The realisation has dawned that there’s no future in being a specialist. The days when you bought your light sources from one company, your electronic control gear from another and your fittings from another are coming to a close – thanks to LEDs. Nowadays it’s all got to be rolled into one integrated unit.

It’s not as if we didn’t try to preserve the old business model. If the Zhaga initiative had managed to standardise the LED module into the definitive 21st century version of an lamp – interchangeable no matter what brand – then maybe the old divisions would have continued. But it looks like there’ll be lots of proprietary modules. If you buy your LED luminaries from Company X, Company X will get any replacement module business.

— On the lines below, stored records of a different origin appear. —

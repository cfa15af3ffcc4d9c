// src/lib.rs
//
// Scene output for generated ice / clathrate structures.
// The structure is turned into spheres and cylinders (cell, water, hydrogen
// bonds, guests) and pushed into either an inline scene or a standalone viewer.

pub mod config;
pub mod error;
pub mod format;
pub mod io;
pub mod model;
pub mod rendering;
pub mod sink;
pub mod utils;

pub use config::{Config, FormatOptions, ViewerKind};
pub use error::{FormatError, Result};
pub use format::MeshcatFormat;
pub use model::{AtomRecord, IceStructure, UnitCell};
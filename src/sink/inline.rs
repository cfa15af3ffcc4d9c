// src/sink/inline.rs

use super::SceneSink;
use crate::error::Result;
use crate::rendering::SceneObject;
use nalgebra::Matrix4;
use serde::Serialize;
use std::collections::BTreeMap;
use std::io::Write;

#[derive(Clone, Debug, Default, PartialEq, Serialize)]
pub struct SceneNode {
    #[serde(skip_serializing_if = "Option::is_none")]
    pub object: Option<SceneObject>,
    /// Row-major 4x4
    #[serde(skip_serializing_if = "Option::is_none")]
    pub transform: Option<[[f64; 4]; 4]>,
}

/// In-memory scene for embedded viewers. Nodes are kept sorted by path.
#[derive(Clone, Debug, Default)]
pub struct InlineScene {
    nodes: BTreeMap<String, SceneNode>,
}

#[derive(Serialize)]
struct Document<'a> {
    nodes: Vec<NodeEntry<'a>>,
}

#[derive(Serialize)]
struct NodeEntry<'a> {
    path: &'a str,
    #[serde(flatten)]
    node: &'a SceneNode,
}

impl InlineScene {
    pub fn new() -> Self {
        Self::default()
    }

    pub fn get(&self, path: &str) -> Option<&SceneNode> {
        self.nodes.get(path)
    }

    pub fn len(&self) -> usize {
        self.nodes.len()
    }

    pub fn is_empty(&self) -> bool {
        self.nodes.is_empty()
    }

    /// Nodes whose path starts with `layer/`.
    pub fn layer<'a>(&'a self, layer: &'a str) -> impl Iterator<Item = (&'a str, &'a SceneNode)> + 'a {
        self.nodes
            .iter()
            .filter(move |(p, _)| p.split('/').next() == Some(layer))
            .map(|(p, n)| (p.as_str(), n))
    }

    /// JSON document `{"nodes": [{"path", "object", "transform"}, ...]}`.
    pub fn to_json(&self) -> Result<serde_json::Value> {
        Ok(serde_json::to_value(self.document())?)
    }

    pub fn write_json<W: Write>(&self, writer: W) -> Result<()> {
        serde_json::to_writer_pretty(writer, &self.document())?;
        Ok(())
    }

    fn document(&self) -> Document<'_> {
        Document {
            nodes: self
                .nodes
                .iter()
                .map(|(path, node)| NodeEntry { path, node })
                .collect(),
        }
    }
}

impl SceneSink for InlineScene {
    fn set_object(&mut self, path: &str, object: &SceneObject) -> Result<()> {
        self.nodes.entry(path.to_string()).or_default().object = Some(object.clone());
        Ok(())
    }

    fn set_transform(&mut self, path: &str, transform: &Matrix4<f64>) -> Result<()> {
        let mut rows = [[0.0; 4]; 4];
        for (i, row) in rows.iter_mut().enumerate() {
            for (j, v) in row.iter_mut().enumerate() {
                *v = transform[(i, j)];
            }
        }
        self.nodes.entry(path.to_string()).or_default().transform = Some(rows);
        Ok(())
    }

    fn clear(&mut self) -> Result<()> {
        self.nodes.clear();
        Ok(())
    }
}
// src/utils/logger.rs

use log::{Level, LevelFilter, Metadata, Record, SetLoggerError};
use std::io::Write;

static LOGGER: ConsoleLogger = ConsoleLogger;

struct ConsoleLogger;

/// Installs the stderr logger. Stdout stays free for the scene document.
pub fn init(level: LevelFilter) -> Result<(), SetLoggerError> {
  log::set_logger(&LOGGER).map(|()| log::set_max_level(level))
}

fn level_icon(level: Level) -> &'static str {
  match level {
    Level::Error => "🔴",
    Level::Warn => "🟠",
    Level::Info => "🔵",
    Level::Debug => "⚪",
    Level::Trace => "▫️",
  }
}

/// Format: "🔵  Hook6: Output water molecules."
fn format_line(level: Level, args: &std::fmt::Arguments) -> String {
  format!("{}  {}", level_icon(level), args)
}

impl log::Log for ConsoleLogger {
  fn enabled(&self, metadata: &Metadata) -> bool {
    metadata.level() <= log::max_level()
  }

  fn log(&self, record: &Record) {
    if self.enabled(record.metadata()) {
      let line = format_line(record.level(), record.args());
      let mut err = std::io::stderr().lock();
      let _ = writeln!(err, "{}", line);
    }
  }

  fn flush(&self) {
    let _ = std::io::stderr().flush();
  }
}
// src/rendering/palette.rs

use super::primitives::Color;
use std::collections::HashMap;

/// Color of the n-th distinct guest atom name (n starts at 1).
/// Hues step by 1/φ so neighbours in first-seen order stay far apart.
pub fn golden_hue_color(n: usize) -> Color {
    let phi = (1.0 + 5f64.sqrt()) / 2.0;
    let hue = (n as f64 / phi).rem_euclid(1.0);
    Color::from_hsv(hue, 1.0, 1.0)
}

/// Atom name -> color, assigned on first sight and never changed afterwards.
#[derive(Clone, Debug, Default)]
pub struct GuestPalette {
    colors: HashMap<String, Color>,
}

impl GuestPalette {
    pub fn new() -> Self {
        Self::default()
    }

    pub fn color_for(&mut self, atom_name: &str) -> Color {
        if let Some(c) = self.colors.get(atom_name) {
            return *c;
        }
        let c = golden_hue_color(self.colors.len() + 1);
        self.colors.insert(atom_name.to_string(), c);
        c
    }

    pub fn get(&self, atom_name: &str) -> Option<Color> {
        self.colors.get(atom_name).copied()
    }

    pub fn len(&self) -> usize {
        self.colors.len()
    }

    pub fn is_empty(&self) -> bool {
        self.colors.is_empty()
    }
}
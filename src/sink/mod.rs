// src/sink/mod.rs
pub mod inline;
pub mod standalone;

use crate::config::ViewerKind;
use crate::error::Result;
use crate::rendering::SceneObject;
use nalgebra::Matrix4;
use std::net::TcpStream;

pub use inline::InlineScene;
pub use standalone::StandaloneViewer;

/// A 3D scene addressed by `/`-separated labels (`water/O3`).
pub trait SceneSink {
    fn set_object(&mut self, path: &str, object: &SceneObject) -> Result<()>;

    fn set_transform(&mut self, path: &str, transform: &Matrix4<f64>) -> Result<()>;

    /// Removes every node.
    fn clear(&mut self) -> Result<()>;

    /// Pushes out anything buffered. Called once at the end of a run.
    fn finish(&mut self) -> Result<()> {
        Ok(())
    }
}

/// The two sink variants, chosen once at construction.
pub enum Viewer {
    Inline(InlineScene),
    Standalone(StandaloneViewer<TcpStream>),
}

impl Viewer {
    pub fn open(kind: ViewerKind, address: &str) -> Result<Self> {
        match kind {
            ViewerKind::Inline => Ok(Viewer::Inline(InlineScene::new())),
            ViewerKind::Standalone => Ok(Viewer::Standalone(StandaloneViewer::connect(address)?)),
        }
    }
}

impl SceneSink for Viewer {
    fn set_object(&mut self, path: &str, object: &SceneObject) -> Result<()> {
        match self {
            Viewer::Inline(s) => s.set_object(path, object),
            Viewer::Standalone(s) => s.set_object(path, object),
        }
    }

    fn set_transform(&mut self, path: &str, transform: &Matrix4<f64>) -> Result<()> {
        match self {
            Viewer::Inline(s) => s.set_transform(path, transform),
            Viewer::Standalone(s) => s.set_transform(path, transform),
        }
    }

    fn clear(&mut self) -> Result<()> {
        match self {
            Viewer::Inline(s) => s.clear(),
            Viewer::Standalone(s) => s.clear(),
        }
    }

    fn finish(&mut self) -> Result<()> {
        match self {
            Viewer::Inline(s) => s.finish(),
            Viewer::Standalone(s) => s.finish(),
        }
    }
}
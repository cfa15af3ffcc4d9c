use crate::model::IceStructure;
use std::fs::File;
use std::io::{self, BufReader, Read};

pub fn parse(path: &str) -> io::Result<IceStructure> {
    let file = File::open(path)?;
    from_reader(BufReader::new(file))
}

pub fn from_reader<R: Read>(reader: R) -> io::Result<IceStructure> {
    let ice: IceStructure = serde_json::from_reader(reader)
        .map_err(|e| io::Error::new(io::ErrorKind::InvalidData, format!("Invalid structure JSON: {}", e)))?;

    // Edges and centres refer to molecule slots; nothing else is checked here.
    if ice.atoms.is_empty() && ice.guests.is_empty() {
        log::warn!("Structure contains no atoms");
    }
    Ok(ice)
}
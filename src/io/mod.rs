// src/io/mod.rs
pub mod json;

use crate::model::IceStructure;
use std::io;

pub fn load_structure(path: &str) -> io::Result<IceStructure> {
    let p = path.to_lowercase();

    if p.ends_with(".json") {
        json::parse(path)
    } else {
        Err(io::Error::new(
            io::ErrorKind::InvalidData,
            format!("Unsupported structure file (expected .json): {}", path),
        ))
    }
}
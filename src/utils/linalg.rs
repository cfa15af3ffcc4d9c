// src/utils/linalg.rs

use nalgebra::{Matrix3, Matrix4, Rotation3, Vector3};
use std::f64::consts::PI;

/// Convert fractional coordinates to Cartesian using lattice matrix
///
/// # Arguments
/// * `frac` - Fractional coordinates [x, y, z]
/// * `lattice` - Lattice vectors as row matrix [[ax, ay, az], [bx, by, bz], [cx, cy, cz]]
///
/// # Formula
/// ```text
/// Cartesian = Lattice^T × Fractional
/// ```
pub fn frac_to_cart(frac: [f64; 3], lattice: [[f64; 3]; 3]) -> [f64; 3] {
  let frac_vec = Vector3::from(frac);
  let lat_mat = Matrix3::from_row_slice(&[
    lattice[0][0],
    lattice[0][1],
    lattice[0][2],
    lattice[1][0],
    lattice[1][1],
    lattice[1][2],
    lattice[2][0],
    lattice[2][1],
    lattice[2][2],
  ]);

  let cart_vec = lat_mat.transpose() * frac_vec;

  [cart_vec.x, cart_vec.y, cart_vec.z]
}

/// 4x4 homogeneous translation.
pub fn translation_matrix(offset: Vector3<f64>) -> Matrix4<f64> {
  Matrix4::new_translation(&offset)
}

/// Rotation taking the canonical cylinder axis (+y) onto `direction`.
///
/// Antiparallel directions turn by π about +x; a zero vector gives identity.
pub fn align_y_axis(direction: &Vector3<f64>) -> Rotation3<f64> {
  let y = Vector3::y();
  match direction.try_normalize(1e-12) {
    None => Rotation3::identity(),
    Some(e) => Rotation3::rotation_between(&y, &e)
      .unwrap_or_else(|| Rotation3::from_axis_angle(&Vector3::x_axis(), PI)),
  }
}

/// Placement of a y-axis cylinder of length |direction| centred at the origin
/// so that it spans `start` .. `start + direction`.
pub fn cylinder_transform(start: Vector3<f64>, direction: Vector3<f64>) -> Matrix4<f64> {
  let half = direction.norm() / 2.0;
  translation_matrix(start)
    * align_y_axis(&direction).to_homogeneous()
    * translation_matrix(Vector3::new(0.0, half, 0.0))
}
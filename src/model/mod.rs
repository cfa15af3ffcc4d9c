//src/model/mod.rs
pub mod molecule;
pub mod structure;

// Re-exports for cleaner imports
pub use molecule::{reconstruct_waters, MoleculeGeometry, Water};
pub use structure::{molecule_indices, AtomRecord, IceStructure, UnitCell};
// src/rendering/scene.rs

use super::primitives::*;
use super::session::RenderSession;
use crate::config::FormatOptions;
use crate::model::molecule::{reconstruct_waters, Water};
use crate::model::structure::{molecule_indices, AtomRecord, UnitCell};
use log::{debug, warn};
use nalgebra::Vector3;
use std::collections::HashMap;

pub const CELL_EDGE_RADIUS: f64 = 0.01;
pub const CENTER_RADIUS: f64 = 0.03;
pub const OXYGEN_RADIUS: f64 = 0.03;
pub const COVALENT_BOND_RADIUS: f64 = 0.01;
pub const HYDROGEN_BOND_RADIUS: f64 = 0.005;
pub const GUEST_RADIUS: f64 = 0.04;

/// O···H distance (nm) below which a hydrogen bond is drawn.
pub const HYDROGEN_BOND_CUTOFF: f64 = 0.245;

/// Output of the molecule pass, one list per layer.
#[derive(Clone, Debug, Default)]
pub struct MoleculeLayers {
  pub water: Vec<Primitive>,
  pub hydrogen_bonds: Vec<CylinderPrimitive>,
}

// --- 1. Cell outline ---

/// The 12 edges of the cell. For each cyclic (p, q, r) of (a, b, c) the
/// edges start at 0, p, q, p+q and run along r; each edge appears once.
pub fn render_cell(cell: &UnitCell) -> Vec<CylinderPrimitive> {
  let (a, b, c) = (cell.a(), cell.b(), cell.c());
  let mut edges = Vec::with_capacity(12);
  for (p, q, r) in [(a, b, c), (b, c, a), (c, a, b)] {
    for origin in [Vector3::zeros(), p, q, p + q] {
      edges.push(CylinderPrimitive::new(
        format!("cell{}", edges.len()),
        origin,
        r,
        CELL_EDGE_RADIUS,
        CELL_COLOR,
      ));
    }
  }
  edges
}

// --- 2. Centre-of-mass markers ---

/// One marker per molecule, or `None` when hydrogens are drawn explicitly.
pub fn render_centers(
  reduced_positions: &[[f64; 3]],
  cell: &UnitCell,
  options: &FormatOptions,
) -> Option<Vec<SpherePrimitive>> {
  if options.explicit_hydrogens() {
    return None;
  }
  Some(
    reduced_positions
      .iter()
      .enumerate()
      .map(|(i, &r)| {
        SpherePrimitive::new(
          format!("com{}", i),
          Vector3::from(cell.to_cartesian(r)),
          CENTER_RADIUS,
          CENTER_COLOR,
        )
      })
      .collect(),
  )
}

// --- 3. Water molecules and hydrogen bonds ---

/// Vector from the acceptor oxygen to the donor's closer hydrogen, if that
/// hydrogen lies strictly within the cutoff.
///
/// The closer hydrogen must be strictly closer: two equidistant hydrogens
/// give no bond.
pub fn hydrogen_bond_vector(donor: &Water, acceptor: &Water) -> Option<Vector3<f64>> {
  let d0 = donor.h0 - acceptor.oxygen;
  let closer = match donor.h1 {
    None => d0,
    Some(h1) => {
      let d1 = h1 - acceptor.oxygen;
      let (r0, r1) = (d0.norm_squared(), d1.norm_squared());
      if r0 < r1 {
        d0
      } else if r1 < r0 {
        d1
      } else {
        return None;
      }
    }
  };
  Some(closer).filter(|d| d.norm_squared() < HYDROGEN_BOND_CUTOFF * HYDROGEN_BOND_CUTOFF)
}

pub fn render_molecules(
  atoms: &[AtomRecord],
  edges: &[(usize, usize)],
  options: &FormatOptions,
  session: &mut RenderSession,
) -> MoleculeLayers {
  let waters = reconstruct_waters(atoms);
  let mut layers = MoleculeLayers::default();

  for (i, w) in &waters {
    layers.water.push(
      SpherePrimitive::new(format!("O{}", i), w.oxygen, OXYGEN_RADIUS, OXYGEN_COLOR).into(),
    );
    let hydrogens = [("A", Some(w.h0)), ("B", w.h1)];
    // zero radius: markers replace the H spheres, O-H sticks stay
    if options.explicit_hydrogens() {
      for (tag, h) in hydrogens {
        if let Some(h) = h {
          layers.water.push(
            SpherePrimitive::new(format!("H{}{}", tag, i), h, options.hydrogen_radius, HYDROGEN_COLOR)
              .into(),
          );
        }
      }
    }
    for (tag, h) in hydrogens {
      if let Some(h) = h {
        layers.water.push(
          CylinderPrimitive::new(
            format!("OH{}{}", tag, i),
            w.oxygen,
            h - w.oxygen,
            COVALENT_BOND_RADIUS,
            COVALENT_BOND_COLOR,
          )
          .into(),
        );
      }
    }
  }

  for &(i, j) in edges {
    // edge may connect to a dopant
    let (Some(donor), Some(acceptor)) = (waters.get(&i), waters.get(&j)) else {
      debug!("Hydrogen bond {}-{} touches a non-water slot; skipped", i, j);
      continue;
    };
    if let Some(d) = hydrogen_bond_vector(donor, acceptor) {
      layers.hydrogen_bonds.push(CylinderPrimitive::new(
        format!("HB{}_{}", i, j),
        acceptor.oxygen,
        d,
        HYDROGEN_BOND_RADIUS,
        HYDROGEN_BOND_COLOR,
      ));
    }
  }

  session.set_water_atom_count(atoms.len());
  layers
}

So you’ve got be the first to the client. Philips realised all this a long time ago – hence its spending spree of Coleen Rooney proportions. Its purchase of Indal, parent of WRTL, the exterior luminaire maker, is just the latest in a long line of acquisitions, mainly of luminaire makers, that will make it the most vertically integrated of the major players by a country mile.

But others are catching up – and how. Lamp maker GE has bought Lightech, the Israeli control gear maker, for a purchase price that is believed to be about £16 million. But the real eye-catching corporate copping-off of the summer is LED maker Cree’s purchase of US exterior and industrial luminaire brand Ruud.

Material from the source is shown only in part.